//! Collaborator ports consumed by the pipeline.
//!
//! Generation, persistence, auditing and background execution are owned by
//! external services. The pipeline sees them only through these traits,
//! bundled into [`Collaborators`] so the controller receives every port it
//! needs in one value.

use async_trait::async_trait;
use serde::{Deserialize, Serialize};
use std::collections::HashMap;
use std::fmt;
use std::sync::Arc;

use crate::core::{FaqRecord, ServiceRecord, ServiceUpdate, StageName};
use crate::errors::{BatchServiceError, GenerationError, PersistenceError, RecorderError};
use crate::utils::Timestamp;

/// One generation call.
#[derive(Debug, Clone, PartialEq, Serialize, Deserialize)]
pub struct GenerationRequest {
    /// Content type to generate.
    pub stage: StageName,
    /// Current persisted state of the service.
    pub service: ServiceRecord,
    /// Output of the research stage, when it succeeded.
    #[serde(default, skip_serializing_if = "Option::is_none")]
    pub prior_research: Option<serde_json::Value>,
    /// Operator-supplied prompt override.
    #[serde(default, skip_serializing_if = "Option::is_none")]
    pub custom_prompt: Option<String>,
}

/// External content-generation service.
#[cfg_attr(test, mockall::automock)]
#[async_trait]
pub trait GenerationService: Send + Sync {
    /// Generates content for one stage of one service.
    async fn generate(
        &self,
        request: &GenerationRequest,
    ) -> Result<serde_json::Value, GenerationError>;
}

/// Options for a persistence write.
#[derive(Debug, Clone, Copy, PartialEq, Eq, Serialize, Deserialize)]
pub struct UpdateOptions {
    /// Attempts the collaborator may make before giving up.
    pub retry_attempts: u32,
}

/// Child records replaced wholesale under an entity.
#[derive(Debug, Clone, PartialEq, Eq, Serialize, Deserialize)]
#[serde(tag = "kind", content = "records", rename_all = "snake_case")]
pub enum ChildRecords {
    /// Frequently asked questions.
    Faqs(Vec<FaqRecord>),
}

impl ChildRecords {
    /// Kind name.
    #[must_use]
    pub const fn kind(&self) -> &'static str {
        match self {
            Self::Faqs(_) => "faqs",
        }
    }

    /// Number of records.
    #[must_use]
    pub fn len(&self) -> usize {
        match self {
            Self::Faqs(records) => records.len(),
        }
    }

    /// Returns true if there are no records.
    #[must_use]
    pub fn is_empty(&self) -> bool {
        self.len() == 0
    }
}

/// External store of services and their child records.
#[cfg_attr(test, mockall::automock)]
#[async_trait]
pub trait PersistenceService: Send + Sync {
    /// Loads the current state of a service.
    async fn fetch_entity(&self, entity_id: &str) -> Result<ServiceRecord, PersistenceError>;

    /// Applies a partial update.
    async fn update_entity(
        &self,
        entity_id: &str,
        update: &ServiceUpdate,
        options: UpdateOptions,
    ) -> Result<(), PersistenceError>;

    /// Deletes every child record of this kind and inserts the given ones in order.
    async fn replace_child_records(
        &self,
        entity_id: &str,
        records: &ChildRecords,
    ) -> Result<(), PersistenceError>;
}

/// One audit entry.
#[derive(Debug, Clone, PartialEq, Eq, Serialize, Deserialize)]
pub struct StageUpdate {
    /// Entity.
    pub entity_id: String,
    /// Stage that completed.
    pub stage: StageName,
    /// Free-form notes.
    pub notes: String,
    /// When it was recorded.
    pub recorded_at: Timestamp,
}

/// Audit log of completed stages.
#[cfg_attr(test, mockall::automock)]
#[async_trait]
pub trait UpdateRecorder: Send + Sync {
    /// Records that a stage completed for an entity.
    async fn record_stage_update(
        &self,
        entity_id: &str,
        stage: StageName,
        notes: &str,
    ) -> Result<(), RecorderError>;

    /// Returns the audit entries of each requested entity, oldest first.
    async fn get_updates_for_entities(
        &self,
        entity_ids: &[String],
    ) -> Result<HashMap<String, Vec<StageUpdate>>, RecorderError>;

    /// Returns true once every required stage and verification were recorded.
    async fn has_completed_full_cycle(&self, entity_id: &str) -> Result<bool, RecorderError>;
}

/// Work handed to the background batch service.
#[derive(Debug, Clone, PartialEq, Serialize, Deserialize)]
pub struct BatchSubmission {
    /// Entities in selection order.
    pub entity_ids: Vec<String>,
    /// Regenerate even if already updated.
    pub overwrite: bool,
    /// Per-stage prompt overrides.
    #[serde(default)]
    pub custom_prompts: HashMap<StageName, String>,
    /// Opaque operator parameters.
    #[serde(default)]
    pub params: serde_json::Value,
}

/// Aggregate state of a background batch.
#[derive(Debug, Clone, Copy, PartialEq, Eq, Hash, Serialize, Deserialize)]
#[serde(rename_all = "snake_case")]
pub enum BackgroundStatus {
    /// Still running.
    Processing,
    /// Every entity succeeded.
    Completed,
    /// Finished, some entities failed.
    CompletedWithErrors,
}

impl BackgroundStatus {
    /// Returns true for either completed state.
    #[must_use]
    pub const fn is_terminal(&self) -> bool {
        matches!(self, Self::Completed | Self::CompletedWithErrors)
    }
}

impl fmt::Display for BackgroundStatus {
    fn fmt(&self, f: &mut fmt::Formatter<'_>) -> fmt::Result {
        match self {
            Self::Processing => write!(f, "processing"),
            Self::Completed => write!(f, "completed"),
            Self::CompletedWithErrors => write!(f, "completed_with_errors"),
        }
    }
}

/// One poll result.
#[derive(Debug, Clone, PartialEq, Eq, Serialize, Deserialize)]
pub struct BatchStatusReport {
    /// Aggregate state.
    pub status: BackgroundStatus,
    /// Entities finished successfully.
    pub completed_count: usize,
    /// Entities in the batch.
    pub total_count: usize,
    /// Entities that failed.
    pub error_count: usize,
    /// Failed entities, when the service reports them.
    #[serde(default)]
    pub failed_entity_ids: Vec<String>,
}

/// External batch-processing service.
#[cfg_attr(test, mockall::automock)]
#[async_trait]
pub trait BackgroundBatchService: Send + Sync {
    /// Submits a batch and returns its identifier.
    async fn submit_batch(&self, submission: &BatchSubmission) -> Result<String, BatchServiceError>;

    /// Reads the current status of a batch.
    async fn poll_status(&self, batch_id: &str) -> Result<BatchStatusReport, BatchServiceError>;
}

/// Every collaborator the controller talks to.
#[derive(Clone)]
pub struct Collaborators {
    /// Content generation.
    pub generation: Arc<dyn GenerationService>,
    /// Service store.
    pub persistence: Arc<dyn PersistenceService>,
    /// Audit log.
    pub recorder: Arc<dyn UpdateRecorder>,
    /// Background batch service, if one is deployed.
    pub background: Option<Arc<dyn BackgroundBatchService>>,
}

impl fmt::Debug for Collaborators {
    fn fmt(&self, f: &mut fmt::Formatter<'_>) -> fmt::Result {
        f.debug_struct("Collaborators")
            .field("has_background", &self.background.is_some())
            .finish_non_exhaustive()
    }
}

impl Collaborators {
    /// Bundles the required collaborators.
    #[must_use]
    pub fn new(
        generation: Arc<dyn GenerationService>,
        persistence: Arc<dyn PersistenceService>,
        recorder: Arc<dyn UpdateRecorder>,
    ) -> Self {
        Self {
            generation,
            persistence,
            recorder,
            background: None,
        }
    }

    /// Adds a background batch service.
    #[must_use]
    pub fn with_background(mut self, background: Arc<dyn BackgroundBatchService>) -> Self {
        self.background = Some(background);
        self
    }
}
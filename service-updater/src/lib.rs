//! # Service Updater
//!
//! Batch orchestrator that regenerates catalog content for a selection of
//! services by driving an external generation service stage by stage.
//!
//! For each selected service the updater runs:
//!
//! - **research** (best effort), then **details**, **disclaimer**, **funnel**
//!   (best effort, with its own timeout) and **faqs**
//! - a **merge** of the generated documents into one persisted update
//! - a **verification** pass that sets the service's verified flag
//!
//! Progress is tracked per entity and per stage. A background monitor flags
//! stages stuck in `generating`, and a recovery controller soft-resets the
//! batch after repeated errors or escalated stuck notices. Large selections
//! can be handed to a background batch service and polled to completion.
//!
//! ## Quick Start
//!
//! ```rust,ignore
//! use service_updater::prelude::*;
//!
//! let controller = BatchController::new(UpdaterConfig::default(), collaborators);
//! let summary = controller
//!     .start_batch(entities, BatchOptions::default().with_overwrite(false))
//!     .await?;
//! println!("{} completed, {} errored", summary.completed, summary.errored);
//! ```

#![forbid(unsafe_code)]
#![warn(
    clippy::all,
    clippy::pedantic,
    missing_docs,
    rust_2018_idioms
)]
#![allow(
    clippy::module_name_repetitions,
    clippy::must_use_candidate,
    clippy::missing_errors_doc,
    clippy::missing_panics_doc
)]

pub mod adapters;
pub mod cancellation;
pub mod config;
pub mod core;
pub mod errors;
pub mod events;
pub mod generation;
pub mod merge;
pub mod monitor;
pub mod observability;
pub mod pipeline;
pub mod ports;
pub mod recorder;
pub mod recovery;
pub mod testing;
pub mod tracker;
pub mod utils;

/// Prelude module for convenient imports
pub mod prelude {
    pub use crate::cancellation::CancellationToken;
    pub use crate::config::{PollingConfig, StageTimeouts, UpdaterConfig};
    pub use crate::core::{
        EntityProgress, EntityRef, EntityStatus, ServiceRecord, ServiceUpdate, StageName,
        StageStatus,
    };
    pub use crate::errors::{
        BatchServiceError, GenerationError, PersistenceError, RecorderError, UpdaterError,
    };
    pub use crate::events::{EventSink, LoggingEventSink, NoOpEventSink, UpdaterEvent};
    pub use crate::observability::{init_tracing, LogFormat};
    pub use crate::pipeline::{
        BatchController, BatchOptions, BatchSnapshot, BatchSummary, ExecutionMode,
    };
    pub use crate::ports::{
        BackgroundBatchService, Collaborators, GenerationService, PersistenceService,
        UpdateRecorder,
    };
    pub use crate::recorder::InMemoryUpdateRecorder;
    pub use crate::recovery::{RecoveryReason, RecoveryReport};
    pub use crate::utils::{iso_timestamp, Timestamp};
}
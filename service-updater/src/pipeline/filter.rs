//! Skip-if-already-updated filtering.

use tracing::{debug, warn};

use crate::core::EntityRef;
use crate::ports::UpdateRecorder;

/// Outcome of filtering a selection.
#[derive(Debug, Clone, Default, PartialEq, Eq)]
pub struct FilteredSelection {
    /// Entities to process, in selection order.
    pub included: Vec<EntityRef>,
    /// Entities skipped because they completed a full cycle.
    pub skipped: Vec<String>,
}

/// Drops entities that already completed a full cycle unless `overwrite`.
///
/// An entity whose check fails is kept.
pub async fn filter_already_updated(
    recorder: &dyn UpdateRecorder,
    entities: Vec<EntityRef>,
    overwrite: bool,
) -> FilteredSelection {
    if overwrite {
        return FilteredSelection {
            included: entities,
            skipped: Vec::new(),
        };
    }

    let mut selection = FilteredSelection::default();
    for entity in entities {
        match recorder.has_completed_full_cycle(&entity.id).await {
            Ok(true) => {
                debug!(entity_id = %entity.id, "Already updated; skipping");
                selection.skipped.push(entity.id);
            }
            Ok(false) => selection.included.push(entity),
            Err(e) => {
                warn!(entity_id = %entity.id, error = %e, "Update check failed; including entity");
                selection.included.push(entity);
            }
        }
    }
    selection
}

#[cfg(test)]
mod tests {
    use super::*;
    use crate::errors::RecorderError;
    use crate::ports::MockUpdateRecorder;

    fn abc() -> Vec<EntityRef> {
        vec![
            EntityRef::new("a", "Audit"),
            EntityRef::new("b", "Bookkeeping"),
            EntityRef::new("c", "Consulting"),
        ]
    }

    #[tokio::test]
    async fn test_skips_completed_entities() {
        let mut recorder = MockUpdateRecorder::new();
        recorder
            .expect_has_completed_full_cycle()
            .returning(|id| Ok(id == "a"));

        let selection = filter_already_updated(&recorder, abc(), false).await;
        let ids: Vec<_> = selection.included.iter().map(|e| e.id.as_str()).collect();
        assert_eq!(ids, vec!["b", "c"]);
        assert_eq!(selection.skipped, vec!["a".to_string()]);
    }

    #[tokio::test]
    async fn test_overwrite_skips_the_check() {
        let mut recorder = MockUpdateRecorder::new();
        recorder.expect_has_completed_full_cycle().never();

        let selection = filter_already_updated(&recorder, abc(), true).await;
        assert_eq!(selection.included.len(), 3);
    }

    #[tokio::test]
    async fn test_check_failure_fails_open() {
        let mut recorder = MockUpdateRecorder::new();
        recorder.expect_has_completed_full_cycle().returning(|id| {
            if id == "b" {
                Err(RecorderError("audit store offline".to_string()))
            } else {
                Ok(true)
            }
        });

        let selection = filter_already_updated(&recorder, abc(), false).await;
        let ids: Vec<_> = selection.included.iter().map(|e| e.id.as_str()).collect();
        assert_eq!(ids, vec!["b"]);
        assert_eq!(selection.skipped, vec!["a".to_string(), "c".to_string()]);
    }
}
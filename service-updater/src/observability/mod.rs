//! Tracing subscriber setup and batch spans.

use serde::{Deserialize, Serialize};
use tracing::{info_span, Span};
use tracing_subscriber::{fmt, layer::SubscriberExt, util::SubscriberInitExt, EnvFilter};

use crate::errors::UpdaterError;
use crate::pipeline::BatchRun;

/// Filter used when `RUST_LOG` is unset.
pub const DEFAULT_FILTER: &str = "service_updater=info,warn";

/// Output format of the fmt layer.
#[derive(Debug, Clone, Copy, PartialEq, Eq, Default, Serialize, Deserialize)]
#[serde(rename_all = "snake_case")]
pub enum LogFormat {
    /// Human-readable single lines.
    #[default]
    Compact,
    /// One JSON object per event, with span fields.
    Json,
}

/// Installs the global subscriber.
///
/// `RUST_LOG` wins over [`DEFAULT_FILTER`]. Fails if a global subscriber is
/// already installed.
pub fn init_tracing(format: LogFormat) -> Result<(), UpdaterError> {
    let env_filter = EnvFilter::try_from_default_env()
        .or_else(|_| EnvFilter::try_new(DEFAULT_FILTER))
        .unwrap_or_else(|_| EnvFilter::new("info"));

    let registry = tracing_subscriber::registry().with(env_filter);
    let result = match format {
        LogFormat::Compact => registry
            .with(
                fmt::layer()
                    .with_target(false)
                    .with_thread_ids(false)
                    .with_line_number(false)
                    .with_file(false)
                    .compact(),
            )
            .try_init(),
        LogFormat::Json => registry
            .with(fmt::layer().json().with_current_span(true).with_span_list(false))
            .try_init(),
    };
    result.map_err(|e| UpdaterError::Internal(format!("failed to install tracing subscriber: {e}")))
}

/// Span covering one batch; every log line inside carries the run id and mode.
#[must_use]
pub fn batch_span(run: &BatchRun) -> Span {
    info_span!(
        "batch",
        run_id = %run.run_id,
        mode = %run.mode,
        entities = run.entities.len()
    )
}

# # # #

Report the number of lines in the listing that contain the word "FaqRecord". No other words are permitted.

▸ **SOLUTION FOR THIS EXERCISE**: 2